> Instructions to follow
For this exercise, copy each line of the records that contains the word "StampConfig".

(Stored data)
════

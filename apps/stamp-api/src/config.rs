//! Service configuration from command-line arguments and environment

use clap::Parser;
use stamp_core::{ConfigError, StampConfig};
use std::path::PathBuf;
use std::time::Duration;

/// Default upload limit: 100 MiB
pub const DEFAULT_MAX_UPLOAD_BYTES: usize = 100 * 1024 * 1024;

#[derive(Parser, Debug, Clone)]
#[command(name = "stamp-api")]
#[command(version, about = "REST service that stamps signature images onto PDF documents")]
pub struct ServiceConfig {
    /// Host address to bind to
    #[arg(long, env = "HOST", default_value = "0.0.0.0")]
    pub host: String,

    /// Port to listen on
    #[arg(short, long, env = "PORT", default_value = "3001")]
    pub port: u16,

    /// SQLite connection string (defaults to a database inside the storage dir)
    #[arg(long, env = "DATABASE_URL")]
    pub database_url: Option<String>,

    /// Directory holding uploaded and signed files
    #[arg(long, env = "STORAGE_DIR", default_value = "media")]
    pub storage_dir: PathBuf,

    /// Records and files older than this many days are deleted by the sweep
    #[arg(long, env = "RETENTION_DAYS", default_value = "3")]
    pub retention_days: u32,

    /// Seconds between background retention sweeps
    #[arg(long, env = "SWEEP_INTERVAL_SECS", default_value = "3600")]
    pub sweep_interval_secs: u64,

    /// Stamp width in points
    #[arg(long, env = "STAMP_WIDTH", default_value = "150")]
    pub stamp_width: f64,

    /// Stamp height in points
    #[arg(long, env = "STAMP_HEIGHT", default_value = "75")]
    pub stamp_height: f64,

    /// Distance of the default stamp from the bottom-right corner, in points
    #[arg(long, env = "STAMP_MARGIN", default_value = "50")]
    pub stamp_margin: f64,

    /// Maximum size of an uploaded file in bytes
    #[arg(long, env = "MAX_UPLOAD_BYTES", default_value_t = DEFAULT_MAX_UPLOAD_BYTES)]
    pub max_upload_bytes: usize,

    /// Run one retention sweep and exit
    #[arg(long)]
    pub sweep_once: bool,

    /// Enable verbose logging
    #[arg(short, long)]
    pub verbose: bool,
}

impl ServiceConfig {
    pub fn stamp_config(&self) -> Result<StampConfig, ConfigError> {
        StampConfig::new(self.stamp_width, self.stamp_height, self.stamp_margin)
    }

    pub fn database_url(&self) -> String {
        self.database_url.clone().unwrap_or_else(|| {
            format!(
                "sqlite:{}?mode=rwc",
                self.storage_dir.join("stamp.db").display()
            )
        })
    }

    pub fn retention(&self) -> chrono::Duration {
        chrono::Duration::days(i64::from(self.retention_days))
    }

    pub fn sweep_interval(&self) -> Duration {
        Duration::from_secs(self.sweep_interval_secs.max(1))
    }
}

════

> Written reply
use stamp_core::{ConfigError, StampConfig};
    pub fn stamp_config(&self) -> Result<StampConfig, ConfigError> {
        StampConfig::new(self.stamp_width, self.stamp_height, self.stamp_margin)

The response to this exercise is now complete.